CARVÃO VEGETAL DE RESÍDUOS LENHOSOS DE PLANOS DE MANEJO FLORESTAL SUSTENTÁVEL NA AMAZÔNIA: APLICAÇÃO ENERGÉTICA E POTENCIAL DE ARMAZENAMENTO DE CARBONO NO SOLO
Biomassa residual. Carbonização. Biotermorredutor. Autocombustão.
Os resíduos madeireiros derivados de planos de manejo florestal sustentável (PMFS) na Amazônia apresentam elevado potencial bioenergético. No entanto, ainda há lacunas quanto ao desempenho do carvão vegetal produzido a partir desses resíduos, especialmente em relação à combustão espontânea, à higroscopicidade e às características do biochar para aplicação no solo. Assim, este trabalho teve como objetivo avaliar o potencial de aproveitamento de resíduos lenhosos oriundos de PMFS na Amazônia para a produção de carvão vegetal destinado a aplicações energéticas e ao armazenamento de carbono no solo. Os resíduos foram coletados da galhada da copa de árvores provenientes da Unidade de Manejo Florestal do Complexo Rio Capim, em Paragominas, Pará.

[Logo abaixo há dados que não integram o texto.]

//! Test utilities for the dynamic SSZ engine.

// Referenced by the derive expansions in `fixtures`.
use ssz as _;
use strata_dyn_ssz::{DynSsz, DynSszConfig, SpecRegistry, SpecValues};
use tree_hash as _;

pub mod fixtures;
pub mod strategies;

#[doc(hidden)]
pub use proptest as __proptest;

/// Engine without any specification values.
pub fn default_engine() -> DynSsz {
    DynSsz::new(SpecRegistry::empty())
}

/// Engine built from `(name, value)` pairs as a single layer.
///
/// Panics if a name is given twice.
pub fn engine_with(pairs: &[(&str, u64)]) -> DynSsz {
    let layer = SpecValues::try_from_pairs(pairs.iter().copied())
        .expect("test: distinct spec value names");
    DynSsz::builder()
        .with_spec_values(layer)
        .build()
        .expect("test: valid spec values")
}

/// Engine with the same registry as `engine` that never uses fast paths.
pub fn forced_dynamic(engine: &DynSsz) -> DynSsz {
    DynSsz::with_config(
        engine.registry().clone(),
        DynSszConfig {
            force_dynamic: true,
        },
    )
}

/// Generates property tests for a type implementing `SszType`:
///
/// - encode then decode yields the original value,
/// - the computed size equals the encoded length,
/// - the generic path agrees with the fast path on bytes and root.
///
/// The optional third argument builds the engine under test (defaults to
/// [`default_engine`]).  Invoke once per module.
#[macro_export]
macro_rules! dyn_ssz_proptest {
    ($ty:ty, $strategy:expr) => {
        $crate::dyn_ssz_proptest!($ty, $strategy, $crate::default_engine());
    };

    ($ty:ty, $strategy:expr, $engine:expr) => {
        $crate::__proptest::proptest! {
            #[test]
            fn dyn_ssz_roundtrip(value in $strategy) {
                let engine = $engine;
                let bytes = engine.marshal(&value).expect("test: marshal");
                let decoded: $ty = engine.unmarshal(&bytes).expect("test: unmarshal");
                $crate::__proptest::prop_assert_eq!(&decoded, &value);
            }

            #[test]
            fn dyn_ssz_size_matches_encoding(value in $strategy) {
                let engine = $engine;
                let bytes = engine.marshal(&value).expect("test: marshal");
                let size = engine.size_ssz(&value).expect("test: size");
                $crate::__proptest::prop_assert_eq!(size, bytes.len());
            }

            #[test]
            fn dyn_ssz_generic_matches_fast(value in $strategy) {
                let engine = $engine;
                let generic = $crate::forced_dynamic(&engine);

                let fast_bytes = engine.marshal(&value).expect("test: marshal");
                let generic_bytes = generic.marshal(&value).expect("test: generic marshal");
                $crate::__proptest::prop_assert_eq!(&fast_bytes, &generic_bytes);

                let fast_root = engine.hash_tree_root(&value).expect("test: root");
                let generic_root = generic.hash_tree_root(&value).expect("test: generic root");
                $crate::__proptest::prop_assert_eq!(fast_root, generic_root);

                let decoded: $ty = generic.unmarshal(&fast_bytes).expect("test: generic unmarshal");
                $crate::__proptest::prop_assert_eq!(&decoded, &value);
            }
        }
    };
}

O estudo avaliou carvões vegetais produzidos em escalas laboratorial e industrial, sendo estruturado em quatro capítulos: (i) propriedades térmicas, químicas, físicas e combustibilidade de carvões produzidos a 400, 500, 600 e 700 °C; (ii) combustibilidade e combustão espontânea de carvões produzidos em fornos de alvenaria; (iii) higroscopicidade dos carvões produzido em fornos de alvenaria; e (iv) propriedades do biochar produzido em laboratório em diferentes temperaturas. Os resultados demonstraram que a temperatura final de carbonização de 400 °C foi mais adequada para a produção de carvão vegetal para uso doméstico, devido à maior reatividade e facilidade de ignição. As espécies D. excelsa, M. elata e C. villosum apresentaram maior estabilidade térmica e melhor desempenho energético, associados ao maior teor de carbono e às menores razões H/C e O/C, sendo mais indicadas para uso industrial (Capítulo 1). Observou-se combustão espontânea para P. oblanceolata, P. pendula, Inga spp. e P. suaveolens, enquanto N. amazonum e D. excelsa apresentaram maior estabilidade térmica, com temperaturas de ignição entre 344 °C e 377 °C (Capítulo 2). A umidade de equilíbrio foi influenciada pela umidade relativa e pela espécie, sem correlação entre esses fatores, sendo os maiores valores observados para Pourouma spp. e D. excelsa (Capítulo 3). A temperatura de pirólise foi o principal fator responsável pelas alterações na estrutura do biochar, promovendo aumento do pH e da condutividade elétrica e redução dos grupos funcionais. As temperaturas entre 600 °C e 700 °C produziram biochars com maior potencial de armazenamento de carbono (Capítulo 4).